EXAMPLE: immigration and employment will only give you web pages or articles that have both of those words. This means you will get fewer results, but they should be better results.
Putting QUOTATION MARKS around a phrase will search for web pages or articles that have that exact phrase. This is a very useful trick. It will cut down on the number of bad results. Be careful not to include too many words inside the quotation marks, because that's EXACTLY what will be searched.
EXAMPLE: “genetic engineering” will only give you web pages or articles with that exact phrase. Other examples are "climate change," "no child left behind," "body image."
An ASTERISK (*) search is very useful when similar words are being used to talk about a topic. It searches for all the various words using the same root.
EXAMPLE: comput* will give you articles that have the words compute, computer, computing, etc. Or: educat* will search for educate, education, educator, educators, etc.

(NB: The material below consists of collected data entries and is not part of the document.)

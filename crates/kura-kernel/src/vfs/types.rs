//! Core VFS types shared by every backend.

use futures::stream::BoxStream;
use serde::{Deserialize, Serialize};

use super::VfsResult;

/// Byte payload stream used by `write_stream` / `read_stream`.
pub type ByteStream = BoxStream<'static, VfsResult<Vec<u8>>>;

/// Stream of full paths produced by `list_contents`.
pub type PathStream = BoxStream<'static, VfsResult<String>>;

/// Per-call options for write-class operations.
///
/// The facade merges its defaults with per-call overrides via
/// [`Config::extend`] before handing the result to a backend. Backends
/// without a permission model ignore it.
#[derive(Debug, Clone, Copy, Default, PartialEq, Eq, Serialize, Deserialize)]
#[serde(default, deny_unknown_fields)]
pub struct Config {
    /// Unix mode for created files and directories (e.g. `0o644`).
    pub permission: Option<u32>,
}

impl Config {
    /// Create an empty config (no options set).
    pub fn new() -> Self {
        Self::default()
    }

    /// Set the permission mode.
    pub fn with_permission(mut self, permission: u32) -> Self {
        self.permission = Some(permission);
        self
    }

    /// Merge `overrides` on top of `self`. Every option set in `overrides` wins.
    pub fn extend(&self, overrides: &Config) -> Config {
        Config {
            permission: overrides.permission.or(self.permission),
        }
    }
}

#[cfg(test)]
mod tests {
    use super::*;

    #[test]
    fn test_config_extend() {
        let defaults = Config::new().with_permission(0o644);

        let merged = defaults.extend(&Config::new());
        assert_eq!(merged.permission, Some(0o644));

        let merged = defaults.extend(&Config::new().with_permission(0o600));
        assert_eq!(merged.permission, Some(0o600));

        let merged = Config::new().extend(&Config::new());
        assert_eq!(merged.permission, None);
    }
}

Putting an OR between words will give you articles with at least one of the words. This will give you more results. It can be useful when you're not sure which word is being used more.
EXAMPLE: fat OR obesity will give web pages and articles that have the word fat. And it will give you web pages and articles that have the word obesity.
Use (Parentheses) to group multiple search terms together. You're basically doing TWO searches at the same time.
EXAMPLE: debt and (teenagers or adolescents) will give you web pages or articles that have the words debt and teenagers and web pages and articles that have the words debt and adolescents.